Sometimes this device is also referred to as an RDAC, Resistive Digital-to-Analog Converter.
Some digital potentiometers come with non-volatile memory, so that they can retain their last programmed position after they have been power cycled. Most, though, are volatile, i.e. after they are power cycled they will default to a standard value, which is usually the midpoint.
The former can be useful, but when they are controlled by a microprocessor, or even via a Field Programmable Gate Array (FPGA). These devices can store the value to initialise the digital potentiaometer in non-volatile memory of their own, or on that of its peripherals.
Despite their usefulness, digital potentiometers have some limitations. While quite similar to normal potentiometers, digital potentiometers are constrained by current limit in the range of tens of milliamperes. Also, most digital potentiometers limit the input voltage range to the digital supply range (0–5 VDC), so additional circuitry is required to replace conventional potentiometer. Further, instead of the seemingly continuous control that can be obtained from a multiturn resistive potentiometer, digital potentiometers have discrete steps in resistance. Eight-bit resolution (giving 28 = 256 steps) is the most common, but resolutions between 5 and 10 bits (32 to 1024 steps) are available. A fourth constraint is that special logic is often required to check for zero crossing of an analog AC signal to allow the resistance value to be changed without causing an audible click in the output for audio amplifiers.
The volatile digital potentiometers also differ from electro-mechanical ones in that on power up, the resistance will default to (possibly) a different value after a power cycle. Similarly, their resistance is only valid when the correct DC supply voltage is present. When voltage is removed, the resistance between the two end points and the (nominal) wiper are undefined. In an operational amplifier circuit, the off-state impedance of a real potentiometer can help stabilize the DC operating point of the circuit during the power-up stage. This may not be the case when a digital potentiometer is used.

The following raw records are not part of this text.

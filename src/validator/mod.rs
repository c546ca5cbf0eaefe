//! # Validator Module
//!
//! All-or-nothing gate over a [`GeneratedFiles`] set. Every `.py` artifact is
//! parsed with the tree-sitter Python grammar; one malformed file rejects the
//! whole set.
//!
//! Import resolution is advisory: imports rooted in a package of the set are
//! checked against sibling artifacts and reported as warnings only.
//!
//! ```rust
//! use apiforge::generator::GeneratedFiles;
//! use apiforge::validator::validate;
//!
//! let mut files = GeneratedFiles::new();
//! files.insert("ok.py".into(), "x = 1\n".into());
//! files.insert("bad.py".into(), "def f(:\n".into());
//! let report = validate(&files);
//! assert!(!report.ok);
//! assert_eq!(report.errors.len(), 1);
//! assert_eq!(report.errors[0].path, "bad.py");
//! ```

use std::fmt;
use tracing::{debug, warn};

mod imports;
mod syntax;

pub use imports::{module_name, ModuleIndex};
pub use syntax::{PythonSyntax, SyntaxIssue};

use crate::generator::GeneratedFiles;

/// One finding against one artifact
#[derive(Debug, Clone, PartialEq, Eq)]
pub struct ValidationIssue {
    pub path: String,
    /// 1-based line, 0 when the finding is not tied to a position
    pub line: usize,
    pub column: usize,
    pub message: String,
}

impl ValidationIssue {
    pub fn new(
        path: impl Into<String>,
        line: usize,
        column: usize,
        message: impl Into<String>,
    ) -> Self {
        ValidationIssue {
            path: path.into(),
            line,
            column,
            message: message.into(),
        }
    }
}

impl fmt::Display for ValidationIssue {
    fn fmt(&self, f: &mut fmt::Formatter<'_>) -> fmt::Result {
        write!(f, "{}:{}:{}: {}", self.path, self.line, self.column, self.message)
    }
}

/// Outcome of validating one artifact set
#[derive(Debug, Clone, Default, PartialEq, Eq)]
pub struct ValidationReport {
    /// `true` only when no artifact has an error
    pub ok: bool,
    /// Syntax errors, in path order
    pub errors: Vec<ValidationIssue>,
    /// Advisory findings; never affect `ok`
    pub warnings: Vec<ValidationIssue>,
}

/// Generated code was rejected by the validator
#[derive(Debug, Clone, PartialEq, Eq)]
pub struct GenerationValidationError {
    pub errors: Vec<ValidationIssue>,
}

impl fmt::Display for GenerationValidationError {
    fn fmt(&self, f: &mut fmt::Formatter<'_>) -> fmt::Result {
        write!(f, "Generated code failed validation with {} error(s)", self.errors.len())?;
        for issue in &self.errors {
            write!(f, "\n  {issue}")?;
        }
        Ok(())
    }
}

impl std::error::Error for GenerationValidationError {}

/// Syntax-check every Python artifact and resolve local imports
pub fn validate(files: &GeneratedFiles) -> ValidationReport {
    let mut report = ValidationReport::default();
    let mut checker = match PythonSyntax::new() {
        Ok(checker) => checker,
        Err(message) => {
            report.errors.push(ValidationIssue::new("<validator>", 0, 0, message));
            return report;
        }
    };
    let index = ModuleIndex::from_paths(files.keys().map(String::as_str));

    for (path, content) in files.iter().filter(|(p, _)| p.ends_with(".py")) {
        match checker.check(content) {
            Ok(()) => {
                for target in index.unresolved(path, content) {
                    report.warnings.push(ValidationIssue::new(
                        path.as_str(),
                        0,
                        0,
                        format!("unresolved import '{target}'"),
                    ));
                }
            }
            Err(issue) => {
                warn!(
                    path = %path,
                    line = issue.line,
                    message = %issue.message,
                    "syntax error in generated file"
                );
                report.errors.push(ValidationIssue::new(
                    path.as_str(),
                    issue.line,
                    issue.column,
                    issue.message,
                ));
            }
        }
    }

    report.ok = report.errors.is_empty();
    debug!(
        files = files.len(),
        errors = report.errors.len(),
        warnings = report.warnings.len(),
        "validated artifact set"
    );
    report
}

/// Turn a failed report into an error
///
/// # Errors
///
/// [`GenerationValidationError`] carrying every per-file error when the
/// report is not ok.
pub fn ensure_valid(report: &ValidationReport) -> Result<(), GenerationValidationError> {
    if report.ok {
        Ok(())
    } else {
        Err(GenerationValidationError {
            errors: report.errors.clone(),
        })
    }
}

/// Print a report for humans on stderr
pub fn print_issues(report: &ValidationReport) {
    if !report.errors.is_empty() {
        eprintln!("\n❌ Generated code failed validation. {} error(s):\n", report.errors.len());
        for issue in &report.errors {
            eprintln!("  {issue}");
        }
    }
    for issue in &report.warnings {
        eprintln!("⚠️  {}: {}", issue.path, issue.message);
    }
}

Also, both electro-mechanical and digital potentiometers generally have poor tolerances (typically +/- 20%), poor temperature coefficients (many hundreds of ppm per degree C), and a stop resistance that is typically about 0.5-1% of the full scale resistance. Note that stop resistance is the residual resistance when the terminal to wiper resistance is set to the minimum value.
- [ Analog Devices: Digital Potentiometers: Digital to Analog Converters: Digital Potentiometers: Frequently Asked Questions]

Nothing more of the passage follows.